Etrafınızda üzüntüden intihar edeceğinizi düşünerek peşinizde dolanan kişiler kalmamıştır artık, cenaze kalabalığı da dağılmıştır. Artık siz size kalmışsınızdır. Sofraya bir kişi eksik oturduğunuzda hissedersiniz asıl yokluğu ve acıyı. Artık yokluğu daha belirgindir, o ana kadar tüm ağlatma çabalarına rağmen gözünüzden tek damla yaş çıkmamışsa bile o an farkında olmadan yaşlar süzülür. ağlamasanız bile istemsiz bir şekilde yaşlar akmaya devam eder.

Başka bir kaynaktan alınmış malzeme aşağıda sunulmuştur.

//! Upload and chat relays.
//!
//! Each relay is a single pass-through call: check that the caller supplied what is required,
//! forward once to the document service, hand back the one field the browser needs. No retry,
//! no queueing, no state between calls.

use crate::document_api::{ChatMessage, DocumentApiClient, UploadFile};
use crate::{CoreConfig, RelayError, RelayResult};
use pdfchat_types::SourceId;
use std::sync::Arc;

/// Both relays, sharing one configured document-service client.
#[derive(Clone, Debug)]
pub struct RelayService {
    api: DocumentApiClient,
}

impl RelayService {
    pub fn new(cfg: Arc<CoreConfig>) -> Self {
        Self::with_api(DocumentApiClient::new(cfg))
    }

    pub fn with_api(api: DocumentApiClient) -> Self {
        Self { api }
    }

    /// Forward an uploaded file and return the identifier the service issued for it.
    ///
    /// # Errors
    ///
    /// Returns `RelayError::MissingFile` when `file` is `None`, otherwise any downstream
    /// failure from [`DocumentApiClient::add_file`].
    pub async fn upload(&self, file: Option<UploadFile>) -> RelayResult<SourceId> {
        let file = file.ok_or(RelayError::MissingFile)?;
        tracing::info!(
            file_name = file.file_name.as_deref().unwrap_or("<unnamed>"),
            size_bytes = file.bytes.len(),
            "relaying upload"
        );

        let source_id = self.api.add_file(file).await?;
        tracing::info!(source_id = %source_id, "upload accepted");
        Ok(source_id)
    }

    /// Forward `message` as a single user turn about `source_id` and return the reply text.
    ///
    /// # Errors
    ///
    /// Returns `RelayError::MissingParameters` when either argument is empty, otherwise any
    /// downstream failure from [`DocumentApiClient::send_message`].
    pub async fn chat(&self, message: &str, source_id: &str) -> RelayResult<String> {
        if message.is_empty() || source_id.is_empty() {
            return Err(RelayError::MissingParameters);
        }
        let source_id = SourceId::new(source_id).map_err(|_| RelayError::MissingParameters)?;
        tracing::info!(source_id = %source_id, "relaying chat message");

        self.api
            .send_message(&source_id, &[ChatMessage::user(message)])
            .await
    }
}
//! Pure view-building over raw stored data.
//!
//! Everything here is synchronous and side-effect free; the feeds call in
//! with data they already fetched.

use std::collections::{HashMap, HashSet};

use crate::chat::dedupe_by_peer;
use crate::models::{ChatIndex, ConversationSummary, UserProfile};

/// Build the emitted summary list from a raw index and resolved profiles.
///
/// Repairs duplicate entries, drops hidden ones, omits entries whose peer
/// profile is unresolved and orders the rest by recency.
pub fn build_summaries(
    index: &ChatIndex,
    profiles: &HashMap<String, UserProfile>,
) -> Vec<ConversationSummary> {
    let mut summaries: Vec<ConversationSummary> = dedupe_by_peer(&index.chats)
        .into_iter()
        .filter(|entry| !entry.hidden)
        .filter_map(|entry| {
            let peer = profiles.get(&entry.peer_id)?.clone();
            Some(ConversationSummary {
                conversation_id: entry.conversation_id,
                peer,
                last_message: entry.last_message,
                seen: entry.seen,
                updated_at: entry.updated_at,
            })
        })
        .collect();

    order_by_recency(&mut summaries);
    summaries
}

/// List ordering policy: most recent activity first. The sort is stable, so
/// equal timestamps keep their stored order; unseen status does not affect
/// ordering.
pub fn order_by_recency(summaries: &mut [ConversationSummary]) {
    summaries.sort_by(|a, b| b.updated_at.cmp(&a.updated_at));
}

/// Directory view: every known user minus deleted profiles and duplicate
/// usernames (first occurrence wins).
pub fn directory(profiles: Vec<UserProfile>) -> Vec<UserProfile> {
    let mut seen = HashSet::new();
    profiles
        .into_iter()
        .filter(|profile| !profile.deleted)
        .filter(|profile| seen.insert(profile.username.clone()))
        .collect()
}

Bundan sonraki ilk dönemlerde gitgide artan özlemle beraber acı da artar çünkü ilk şoku atlattınız, aklınız başınıza geldi ve acıyı bilinçli olarak hissetmeye başladıginiz anda, yaranizin ne kadar derin oldugunu farkedersiniz. Her aniniz odur, herseyde onu hatirlar, dalip dalıp gidersiniz. Farkında olmadan saatlerce, gunlerce onu düşünebilirsiniz. Neler gelmezki akliniza, pismaliklar, sacma anilar, sorular..Zaman zman  "keşke" ile başlayan cümleler kurmaya baslarsiniz: "Keşke buraya gelmeseydim,orda kalsaydim. Enazindan yakin olur, nelerden gectigini farkederdim.” ; “Keske daha cok arasaydim.” ; “Keske su parcayi bana gonder dediginde yogunum demeyip, hemen gonderseydim”… Bir taraftanda aklinizda “ Hayati boyunca didindi durda da bak sonunda keyfini suremeden gitti. Ben neden ugrasiyorumki madem, nasilsa benimde sonum boyle olacak. Hayat bos, anlamsiz” dusuncelerine kendinizi teslim eder, hayatinizi her boyutuyla dusunmeye baslarsiniz. Bu bosluga bir anlam katmaya calisirken zaman zaman onun destegine ihtiyac duyar, “keske burda olsaydi dersiniz”. Aklinizin  bir ucunda da “Yok hayir beni boyle gormesini istemem,o beni boyle zayif olarak hic tanimadi, beni boyle gormemeli, kendimi boyle salmamaliyim” der kendi icinizde bitmek bilmeyen bir ikileme dusersiniz. Zaman zaman cevrenizden sesler yukseldikce, tenkitler aldikca, kendinizin normal olmadigi hissinede kapilip, bu ikilem boyutuna yeni bir soluk getirirsiniz. Bunlarin anlamsizligini gormeniz ise uzunca bir sure alir. Herkes sizden onceki normaline donmenize donmenizi beklerken, sizin yeni bir normaliniz vardir. Etrafinizdaki koca kalabaliktan size sadik olup, yaninizda kalanlar bile bunu o an farkedemezler. Eski sizi geri isterler. Zaman zaman size hastalikli olarak baktiklarini bile hissedirsiniz bu kucuk toplulugun. Halbuki tek cabaniz yeni normalinize adapte olma arayisinizdan gelmektedir.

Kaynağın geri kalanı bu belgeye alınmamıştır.